David Allen, author of “Getting Things Done,” wrote, “If it’s only in your head your dead.” So how does that sentence apply to customer service?

Your salon/day spa may already have a mission statement and/or a vision statement. An enlightened owner/manager knows employees/associates need to see both the bigger picture and feel the salon/day spa heading in that direction.

You also know the challenge of keeping the troops focused on client service and uses various tools to do just that.

A service strategy statement that describes what you are ultimately accomplishing with and for clients helps your team members understand the true purpose of the work they do.

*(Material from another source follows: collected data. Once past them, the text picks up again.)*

/// Defines the api that the LSP exposes to user nodes.
#[async_trait]
pub trait NodeLspApi {
    /// GET /node/v1/scids [`GetNewScidsRequest`] -> [`Scids`]
    async fn get_new_scids(
        &self,
        req: &GetNewScidsRequest,
    ) -> Result<Scids, LspApiError>;

    /// GET /node/v1/scid [`NodePkStruct`] -> [`ScidStruct`]
    // NOTE: Keep this def around until we can remove the LSP handler.
    #[deprecated(note = "since node-v0.7.3: Use multi scid version instead")]
    async fn get_new_scid(
        &self,
        node_pk: NodePk,
    ) -> Result<ScidStruct, LspApiError>;

    /// GET /node/v1/network_graph [`Empty`] -> [`Bytes`] (LDK-serialized graph)
    ///
    /// Introduced in node-v0.6.8 and lsp-v0.6.29.
    async fn get_network_graph(&self) -> Result<Bytes, LspApiError>;

    /// GET /node/v1/prob_scorer [`Empty`]
    ///                       -> [`Bytes`] (LDK-serialized probabilistic scorer)
    ///
    /// Introduced in node-v0.6.17 and lsp-v0.6.33.
    async fn get_prob_scorer(&self) -> Result<Bytes, LspApiError>;

    /// POST /node/v1/payment_path [`Bytes`] (LDK-serialized [`Event`])
    ///                         -> [`Empty`]
    ///
    /// Sends an anonymized successful or failed payment path to the LSP to
    /// update Lexe's shared network graph and improve payment reliability.
    ///
    /// Introduced in node-v0.6.17 and lsp-v0.6.33.
    async fn payment_path(&self, event: &Event) -> Result<Empty, LspApiError>;
}

/// Defines the api that the runner exposes to the node.
#[async_trait]
pub trait NodeRunnerApi {
    /// POST /node/ready [`Ports`] -> [`Empty`]
    async fn ready(&self, ports: &Ports) -> Result<Empty, RunnerApiError>;

    /// POST /node/activity [`UserPkStruct`] -> [`Empty`]
    ///
    /// Indicates the node received some activity from its user.
    async fn activity(&self, user_pk: UserPk) -> Result<Empty, RunnerApiError>;
}

/// Defines the API the node exposes to the Lexe operators at run time.
///
/// NOTE: For performance, this API does not use TLS! This API should only
/// contain methods for limited operational and lifecycle management endpoints.
pub trait LexeNodeRunApi {
    /// GET /lexe/status [`UserPkStruct`] -> [`Status`]
    async fn status_run(&self, user_pk: UserPk)
        -> Result<Status, NodeApiError>;

    /// POST /lexe/resync [`Empty`] -> [`Empty`]
    ///
    /// Triggers an immediate resync of BDK and LDK.
    /// Returns only once sync has either completed or timed out.
    async fn resync(&self) -> Result<Empty, NodeApiError>;

    /// POST /lexe/test_event [`TestEventOp`] -> [`Empty`]
    ///
    /// Calls the corresponding `TestEventReceiver` method.
    /// This endpoint can only be called by one caller at any one time.
    /// Does nothing and returns an error if called in prod.
    // NOTE: we'll make an exception for always returning `Empty` here. This is
    // a test-only API so we don't care about upgradability. Returning `()` is
    // also significantly more ergonomic in tests w/ `tokio::join`.
    async fn test_event(&self, op: &TestEventOp) -> Result<(), NodeApiError>;

    /// GET /lexe/shutdown [`UserPkStruct`] -> [`Empty`]
    ///
    /// Not to be confused with [`LexeNodeProvisionApi::shutdown_provision`].
    async fn shutdown_run(
        &self,
        user_pk: UserPk,
    ) -> Result<Empty, NodeApiError>;
}

/// Defines the API the node exposes to the Lexe operators at provision time.
///
/// NOTE: For performance, this API does not use TLS! This API should only
/// contain methods for limited operational and lifecycle management endpoints.
pub trait LexeNodeProvisionApi {
    /// GET /lexe/status [`MeasurementStruct`] -> [`Status`]
    async fn status_provision(
        &self,
        measurement: Measurement,
    ) -> Result<Status, NodeApiError>;

    /// GET /lexe/shutdown [`MeasurementStruct`] -> [`Empty`]
    ///
    /// Not to be confused with [`LexeNodeRunApi::shutdown_run`].
    async fn shutdown_provision(
        &self,
        measurement: Measurement,
    ) -> Result<Empty, NodeApiError>;
}

/// Defines the api that the node exposes to the app during provisioning.
pub trait AppNodeProvisionApi {
    /// Provision a node with the given [`Measurement`]. The provisioning node's
    /// remote attestation will be checked against the given [`Measurement`].
    ///
    /// POST /app/provision [`NodeProvisionRequest`] -> [`Empty`]
    async fn provision(
        &self,
        measurement: Measurement,
        data: NodeProvisionRequest,
    ) -> Result<Empty, NodeApiError>;
}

It’s a tool that when well done can:

  • Ensure your employees are working with the same idea of “what’s really important here.”
  • Give employees a snapshot summary of the salon/spa’s mission or vision.
  • Give customer contact/service providers a point of reference for their day-to-day decision-making.
  • Help people understand the rationale for salon/day spa policies so they have confidence in resolving one time or unusual situations.
  • Give people insight into your salon/day spa’s key indicators (the things that are measured).

Why would you want to create a service statement in the first place?

  • If you don’t have a clear definition of what good service means, then the odds of your salon/day spa achieving it are about 30%.
  • If you have a general definition, then the odds are about 50-50%.
  • If you have a specific definition, clearly defined in the context of both the client and the employee, and if it is well communicated, and tied into standards and indicators, your chances of achieving good service increase to about 90%.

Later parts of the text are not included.